My wife and ya'll have made it impossible to be lazy. Too many people I can let down now.

I'm fine posting this since I was only lifting 1 or 2x a week+drinking soda and eating candy almost daily. Plus, it's a beginning point pic.


----------



## hulksmash

*$0 paid for 150lb DBs* and how I'm able to go up 10lbs every 6-8 weeks:







Gorilla Tape, wide
120lb DBs
Curl Bar weight plates

I'm running out of time now. I have to get 150s or 160s. I can't add more to 120s.

I expect to use 160s by ~3 weeks. Hopefully 2 more 5lb plates will fit good, since I don't have $$ for 150s.

Duct tape on 150s will get me to at least 190s. 

Enjoy your "adapt" tip!


----------



## hulksmash

I forgot to add:

I haven't trained delts in 3-4 years.

I trained them again yesterday, with Seaated DB Shoulder Press as the heavy exercise. Sadly, I had to use 55s, because I was too lazy to duct tape them to be heavier. The next heavier DBs are 75s, but I didn't attempt them.

I feel stupid now, I should've seen how easy 75s are for SDBSP. I repped out the 55s. Oh well, next time.

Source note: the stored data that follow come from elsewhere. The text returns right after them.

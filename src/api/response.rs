//! Response types for the Labor Cost Engine API.
//!
//! This module defines the error response structures and error handling
//! for the HTTP API.

use axum::{
    http::StatusCode,
    response::{IntoResponse, Response},
    Json,
};
use serde::{Deserialize, Serialize};

use crate::error::EngineError;

/// API error response structure.
#[derive(Debug, Clone, Serialize, Deserialize)]
pub struct ApiError {
    /// Error code for programmatic handling.
    pub code: String,
    /// Human-readable error message.
    pub message: String,
    /// Optional details about the error.
    #[serde(skip_serializing_if = "Option::is_none")]
    pub details: Option<String>,
}

impl ApiError {
    /// Creates a new API error.
    pub fn new(code: impl Into<String>, message: impl Into<String>) -> Self {
        Self {
            code: code.into(),
            message: message.into(),
            details: None,
        }
    }

    /// Creates a new API error with details.
    pub fn with_details(
        code: impl Into<String>,
        message: impl Into<String>,
        details: impl Into<String>,
    ) -> Self {
        Self {
            code: code.into(),
            message: message.into(),
            details: Some(details.into()),
        }
    }

    /// Creates a validation error response.
    pub fn validation_error(message: impl Into<String>) -> Self {
        Self::new("VALIDATION_ERROR", message)
    }

    /// Creates a malformed JSON error response.
    pub fn malformed_json(message: impl Into<String>) -> Self {
        Self::new("MALFORMED_JSON", message)
    }
}

/// API error with HTTP status code.
pub struct ApiErrorResponse {
    /// The HTTP status code.
    pub status: StatusCode,
    /// The error body.
    pub error: ApiError,
}

impl IntoResponse for ApiErrorResponse {
    fn into_response(self) -> Response {
        (self.status, Json(self.error)).into_response()
    }
}

impl From<EngineError> for ApiErrorResponse {
    fn from(error: EngineError) -> Self {
        let code = error.code();
        let message = error.to_string();
        match error {
            EngineError::ConfigNotFound { .. } | EngineError::ConfigParseError { .. } => {
                ApiErrorResponse {
                    status: StatusCode::INTERNAL_SERVER_ERROR,
                    error: ApiError::with_details("CONFIG_ERROR", "Configuration error", message),
                }
            }
            EngineError::MalformedShift { .. } | EngineError::UnknownEmployee { .. } => {
                ApiErrorResponse {
                    status: StatusCode::BAD_REQUEST,
                    error: ApiError::with_details(
                        code,
                        message,
                        "The shift grid contains invalid information",
                    ),
                }
            }
            EngineError::InvalidEmployee { .. } => ApiErrorResponse {
                status: StatusCode::BAD_REQUEST,
                error: ApiError::with_details(
                    code,
                    message,
                    "The employee data contains invalid information",
                ),
            },
            EngineError::InvalidSettings { .. } => ApiErrorResponse {
                status: StatusCode::BAD_REQUEST,
                error: ApiError::with_details(
                    code,
                    message,
                    "The restaurant settings contain invalid information",
                ),
            },
            EngineError::StorageError { .. } => ApiErrorResponse {
                status: StatusCode::INTERNAL_SERVER_ERROR,
                error: ApiError::with_details(code, "Storage failure", message),
            },
            EngineError::CalculationError { .. } => ApiErrorResponse {
                status: StatusCode::INTERNAL_SERVER_ERROR,
                error: ApiError::with_details(code, "Calculation failed", message),
            },
        }
    }
}

#[cfg(test)]
mod tests {
    use super::*;

    #[test]
    fn test_api_error_serialization() {
        let error = ApiError::new("TEST_ERROR", "Test message");
        let json = serde_json::to_string(&error).unwrap();
        assert!(json.contains("\"code\":\"TEST_ERROR\""));
        assert!(json.contains("\"message\":\"Test message\""));
        assert!(!json.contains("details"));
    }

    #[test]
    fn test_api_error_with_details_serialization() {
        let error = ApiError::with_details("TEST_ERROR", "Test message", "Some details");
        let json = serde_json::to_string(&error).unwrap();
        assert!(json.contains("\"details\":\"Some details\""));
    }

    #[test]
    fn test_invalid_settings_maps_to_bad_request() {
        let api_error: ApiErrorResponse = EngineError::InvalidSettings {
            field: "labor_goal_percentage".to_string(),
            message: "must not be negative".to_string(),
        }
        .into();
        assert_eq!(api_error.status, StatusCode::BAD_REQUEST);
        assert_eq!(api_error.error.code, "INVALID_SETTINGS");
        assert!(api_error.error.message.contains("labor_goal_percentage"));
    }

    #[test]
    fn test_config_errors_map_to_server_error() {
        let api_error: ApiErrorResponse = EngineError::ConfigNotFound {
            path: "/missing".to_string(),
        }
        .into();
        assert_eq!(api_error.status, StatusCode::INTERNAL_SERVER_ERROR);
        assert_eq!(api_error.error.code, "CONFIG_ERROR");
        assert!(api_error.error.details.unwrap().contains("/missing"));
    }
}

I'm training delts again because I don't want any obstacles in the way of flat DB bench press with 210s, 220s,...250s.


----------



## hulksmash

I totally forgot an update! I was in chat box and realized I should post it here so *no one is left out of the loop*.

I'm now running 6 grams every week. I plan to start demanding everyone to use at least 4 grams of gear every week. On the 8th week, I'm doing wrist curls every day for 2 hours. Gear is upped to 8 grams to really grow the forearms and wrist curl strength.

Hurt then becomes a serious rival to me, and I'll start my campaign of telling everyone I'm the best and can't be beat.

On week 10, I'm duct taping 250s to my arms, so at night I can flat bench rep 250s. It will be easily done, because I'm stronger than everybody. Week 11 is composed of daily Cialis at 300mg doses. That ends either at the end of week 11 or when my dick is 3 feet long. Whichever is first.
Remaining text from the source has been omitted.